Innovation dans l’approche de la
nature subdivisée en domaines de spécialisations, approche que nous avons
adoptée puis amplifiée. Il en est ainsi par exemple de ce que nous désignons
aujourd’hui du terme générique de mathématiques ; dans ce domaine précis, à
l’époque des présocratiques, Babylone, l’Egypte, l’Inde ou encore la Chine,
avaient des connaissances et savaient les mettre en œuvre dans la pratique
; mais, ce sont les premiers philosophes présocratiques qui, à travers Thalès,
Pythagore et quelques autres encore, ont donné une dimension intemporelle et universelle à cette
branche du savoir par leurs réflexions qui débouchèrent sur les théorèmes qui
portent leurs noms, et qui ouvrirent ainsi la voie au concept de conjecture, toujours utilisé en
mathématiques de nos jours.
Innovation fondée sur l’observation
conçue comme une nécessité purement humaine sous la bannière du seul logos.
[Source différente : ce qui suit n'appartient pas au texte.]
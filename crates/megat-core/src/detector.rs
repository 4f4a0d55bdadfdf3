// ─────────────────────────────────────────────────────────────────────
// Megat Simulation — Detector Description Handle
// Mirrors: DD4hep Detector + compact XML loader
// ─────────────────────────────────────────────────────────────────────
//! Opaque, read-only view of the loaded geometry.
//!
//! Volumes and materials are not modelled. The kernel only needs the
//! sub-detector names (to attach sensitive detectors) and the named
//! constants actions may read.

use std::collections::BTreeMap;
use std::path::{Path, PathBuf};

use serde::{Deserialize, Serialize};

use megat_types::units::{CM, EV, GEV, KEV, M, MEV, MM, NS, S, TEV, UM};
use megat_types::{SimError, SimResult};

/// A named sub-detector from the compact description.
#[derive(Debug, Clone, PartialEq, Eq, Serialize, Deserialize)]
pub struct SubDetector {
    pub name: String,
    pub type_name: String,
    pub readout: Option<String>,
    pub id: Option<i64>,
}

#[derive(Debug, Clone, Default, PartialEq, Serialize, Deserialize)]
pub struct DetectorDescription {
    pub name: String,
    /// File the description was loaded from, if any.
    pub source: Option<PathBuf>,
    constants: BTreeMap<String, String>,
    detectors: Vec<SubDetector>,
}

impl DetectorDescription {
    pub fn new(name: &str) -> Self {
        Self {
            name: name.to_string(),
            ..Self::default()
        }
    }

    pub fn with_constant(mut self, name: &str, value: &str) -> Self {
        self.constants.insert(name.to_string(), value.to_string());
        self
    }

    pub fn with_detector(mut self, name: &str, type_name: &str) -> Self {
        self.detectors.push(SubDetector {
            name: name.to_string(),
            type_name: type_name.to_string(),
            readout: None,
            id: None,
        });
        self
    }

    pub fn constant(&self, name: &str) -> Option<&str> {
        self.constants.get(name).map(String::as_str)
    }

    /// Numeric value of a constant in internal units.
    ///
    /// Accepts plain numbers and `*`-separated products of numbers and
    /// unit names, e.g. `"1.5*m"`.
    pub fn constant_f64(&self, name: &str) -> Option<f64> {
        self.constant(name).and_then(eval_product)
    }

    pub fn subdetector(&self, name: &str) -> Option<&SubDetector> {
        self.detectors.iter().find(|d| d.name == name)
    }

    pub fn subdetectors(&self) -> &[SubDetector] {
        &self.detectors
    }

    /// Log every sub-detector.
    pub fn print_detectors(&self) {
        log::info!("Detector {} ({} sub-detectors)", self.name, self.detectors.len());
        for d in &self.detectors {
            log::info!(
                "  {:<24} type={:<24} readout={}",
                d.name,
                d.type_name,
                d.readout.as_deref().unwrap_or("-")
            );
        }
    }

    /// Sub-detector names must be unique.
    pub fn validate(&self) -> SimResult<()> {
        for (i, d) in self.detectors.iter().enumerate() {
            if self.detectors[..i].iter().any(|o| o.name == d.name) {
                return Err(SimError::Configuration(format!(
                    "duplicate sub-detector '{}' in {}",
                    d.name, self.name
                )));
            }
        }
        Ok(())
    }
}

fn unit_value(token: &str) -> Option<f64> {
    Some(match token {
        "eV" => EV,
        "keV" => KEV,
        "MeV" => MEV,
        "GeV" => GEV,
        "TeV" => TEV,
        "um" => UM,
        "mm" => MM,
        "cm" => CM,
        "m" => M,
        "ns" => NS,
        "s" => S,
        _ => return None,
    })
}

fn eval_product(expr: &str) -> Option<f64> {
    let mut value = 1.0;
    for token in expr.split('*').map(str::trim) {
        value *= match token.parse::<f64>() {
            Ok(v) => v,
            Err(_) => unit_value(token)?,
        };
    }
    Some(value)
}

/// Source of detector descriptions.
pub trait GeometryLoader {
    fn load(&self, path: &Path) -> SimResult<DetectorDescription>;
}

/// Reads the `<constant>` and `<detector>` elements of a compact XML file.
#[derive(Debug, Clone, Copy, Default)]
pub struct CompactFileLoader;

impl CompactFileLoader {
    /// Parse compact text. `name` becomes the description name.
    pub fn parse(name: &str, text: &str) -> SimResult<DetectorDescription> {
        let doc = roxmltree::Document::parse(text)
            .map_err(|e| SimError::Configuration(format!("malformed compact file {name}: {e}")))?;
        let mut desc = DetectorDescription::new(name);
        for node in doc.descendants().filter(|n| n.is_element()) {
            match node.tag_name().name() {
                "constant" => {
                    if let (Some(n), Some(v)) = (node.attribute("name"), node.attribute("value")) {
                        desc.constants.insert(n.to_string(), v.to_string());
                    }
                }
                "detector" => {
                    let Some(n) = node.attribute("name") else {
                        log::warn!("{name}: <detector> without a name ignored");
                        continue;
                    };
                    desc.detectors.push(SubDetector {
                        name: n.to_string(),
                        type_name: node.attribute("type").unwrap_or_default().to_string(),
                        readout: node.attribute("readout").map(str::to_string),
                        id: node.attribute("id").and_then(|v| v.parse().ok()),
                    });
                }
                _ => {}
            }
        }
        Ok(desc)
    }
}

impl GeometryLoader for CompactFileLoader {
    fn load(&self, path: &Path) -> SimResult<DetectorDescription> {
        if !path.is_file() {
            return Err(SimError::Configuration(format!(
                "geometry file {} does not exist",
                path.display()
            )));
        }
        let text = std::fs::read_to_string(path)?;
        let name = path
            .file_stem()
            .and_then(|s| s.to_str())
            .unwrap_or("detector");
        let mut desc = Self::parse(name, &text)?;
        desc.source = Some(path.to_path_buf());
        desc.validate()?;
        log::info!(
            "Loaded geometry {} from {} ({} constants, {} sub-detectors)",
            desc.name,
            path.display(),
            desc.constants.len(),
            desc.detectors.len()
        );
        Ok(desc)
    }
}

#[cfg(test)]
mod tests {
    use super::*;

    const COMPACT: &str = r#"
<lccdd>
  <define>
    <constant name="world_side" value="30*m"/>
    <constant name="tracker_region_rmax" value="1.5*m"/>
    <constant name="tracker_region_zmax" value="2000*mm"/>
  </define>
  <detectors>
    <detector id="1" name="Calorimeter" type="Megat_Calorimeter" readout="CalHits" vis="CalVis">
    </detector>
    <detector name="Tracker" type="Megat_Tracker" readout='TrkHits'/>
  </detectors>
</lccdd>
"#;

    #[test]
    fn test_parse_compact() {
        let d = CompactFileLoader::parse("Megat", COMPACT).unwrap();
        assert_eq!(d.subdetectors().len(), 2);
        let cal = d.subdetector("Calorimeter").unwrap();
        assert_eq!(cal.type_name, "Megat_Calorimeter");
        assert_eq!(cal.readout.as_deref(), Some("CalHits"));
        assert_eq!(cal.id, Some(1));
        assert_eq!(d.subdetector("Tracker").unwrap().readout.as_deref(), Some("TrkHits"));
        assert_eq!(d.constant("world_side"), Some("30*m"));
    }

    #[test]
    fn test_constant_units() {
        let d = CompactFileLoader::parse("Megat", COMPACT).unwrap();
        assert_eq!(d.constant_f64("tracker_region_rmax"), Some(1500.0));
        assert_eq!(d.constant_f64("tracker_region_zmax"), Some(2000.0));
        let d = d.with_constant("bad", "3*furlong");
        assert_eq!(d.constant_f64("bad"), None);
    }

    #[test]
    fn test_duplicate_subdetector_rejected() {
        let d = DetectorDescription::new("x")
            .with_detector("Cal", "A")
            .with_detector("Cal", "B");
        assert!(matches!(d.validate(), Err(SimError::Configuration(_))));
    }

    #[test]
    fn test_missing_file() {
        let err = CompactFileLoader.load(Path::new("/nonexistent/geometry/compact/Megat.xml"));
        assert!(matches!(err, Err(SimError::Configuration(_))));
    }

    #[test]
    fn test_load_file_uses_stem() {
        let dir = tempfile::tempdir().unwrap();
        let path = dir.path().join("Megat.xml");
        std::fs::write(&path, COMPACT).unwrap();
        let d = CompactFileLoader.load(&path).unwrap();
        assert_eq!(d.name, "Megat");
        assert_eq!(d.source.as_deref(), Some(path.as_path()));
    }

    #[test]
    fn test_commented_out_detectors_ignored() {
        let text = r#"<detectors>
  <!-- <detector name="SiVertexBarrel" type="Old"/> -->
  <detector name="Calorimeter" type="Megat_Calorimeter"/>
</detectors>"#;
        let d = CompactFileLoader::parse("Megat", text).unwrap();
        let names: Vec<&str> = d.subdetectors().iter().map(|s| s.name.as_str()).collect();
        assert_eq!(names, vec!["Calorimeter"]);
    }

    #[test]
    fn test_attribute_entities_decoded() {
        let text =
            r#"<lccdd><detectors><detector name="Cal&amp;Trk" type="A"/></detectors></lccdd>"#;
        let d = CompactFileLoader::parse("Megat", text).unwrap();
        assert!(d.subdetector("Cal&Trk").is_some());
    }

    #[test]
    fn test_malformed_compact_rejected() {
        let err = CompactFileLoader::parse("Megat", "<detectors><detector name=\"Cal\">");
        assert!(matches!(err, Err(SimError::Configuration(_))));
    }
}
Innovation
en fondant une théorie de la connaissance qui se sépare de la dogma comme paradigme, pour proposer une
démarche méthodologique que Platon déploiera en partie dans le Phédon par
exemple. Innovation encore quand, au rayon de la métaphysique –le nourrir son
esprit- l’âme est posée comme objet de questionnement et d’étude pour fonder l’Être comme une totalité. Innovation
toujours, qui, revenant vers les dieux, déployés cette fois comme propriétés, propose
un autre regard, un regard conceptuel sur la théologie en faisant émerger le
concept de l’UN ; un concept
totalement différent de ce que jusque-là, on considérait comme divinité. Ainsi,
Xénophane dit : "Il y a un seul
dieu, le plus grand des dieux et des hommes qui ne ressemble aux mortels ni en
figure ni en pensée". Peut – on trouver mieux pour affirmer la
transcendance et le dualisme religieux ?
IV- Les acteurs.
Nous ne pouvons pas
faire une étude exhaustive de tous les philosophes présocratiques, une telle
étude dépasse largement le cadre de mon propos qui est de dégager une vue
d’ensemble du commencement. Cependant, nous allons brosser succinctement les
éléments distinctifs de quelques-uns d’entre –eux, ceux que nous pouvons
considérer comme incontournables eu égard à leurs idées et à leur influence. Il
est nécessaire de faire cette revue, même partielle, car, on observe de grandes
différences entre les façons dont chacun précise sa pensée et sa démarche dans
le déploiement des fondamentaux que nous venons de décrire, et qui exclut tout
anthropomorphisme chez tous. En effet, l’homogénéité apparente qui peut se
dégager de la façon dont j’ai abordé le questionnement cache une grande
dispersion aussi bien dans le contenu que dans l’expression chez chaque
philosophe, précisément parce que nous sommes dans l’ordre de la doxa. Les
philosophes présocratiques n’ont pas édicté des dogmes, mais au contraire, ils
ouvrent la voie de la liberté à la pensée ; une liberté qui peut aller
très loin quand viendront les sophistes, notamment dans leur conception de la
finalité de cette liberté, avec comme conséquence, une redéfinition des moyens
et des façons de la mise en œuvre. C’est précisément à cette redéfinition et à ses
conséquences que Socrate s’opposa.
Notons enfin que ces acteurs
inaugurent également un autre aspect de leur démarche, un aspect que nous
retrouverons par la suite chez leurs continuateurs ; il s’agit du fait que
leur réflexion n’est pas conduite pour ainsi dire "à vide", mais
qu’elle s’intègre entièrement dans la vie de la cité, en cela qu’elle
s’articule autant sur la liberté ontologique de l’homme que sur la gouvernance
de ses sociétés. Cette préoccupation se retrouve dans de nombreuses écoles
philosophiques héritières de Socrate et des présocratiques dont l’ambition fut
de proposer des modes d’existence dont la base est faite de choix philosophiques ;
c’est le cas par exemple des ciniques, des épicuriens ou encore des stoïciens.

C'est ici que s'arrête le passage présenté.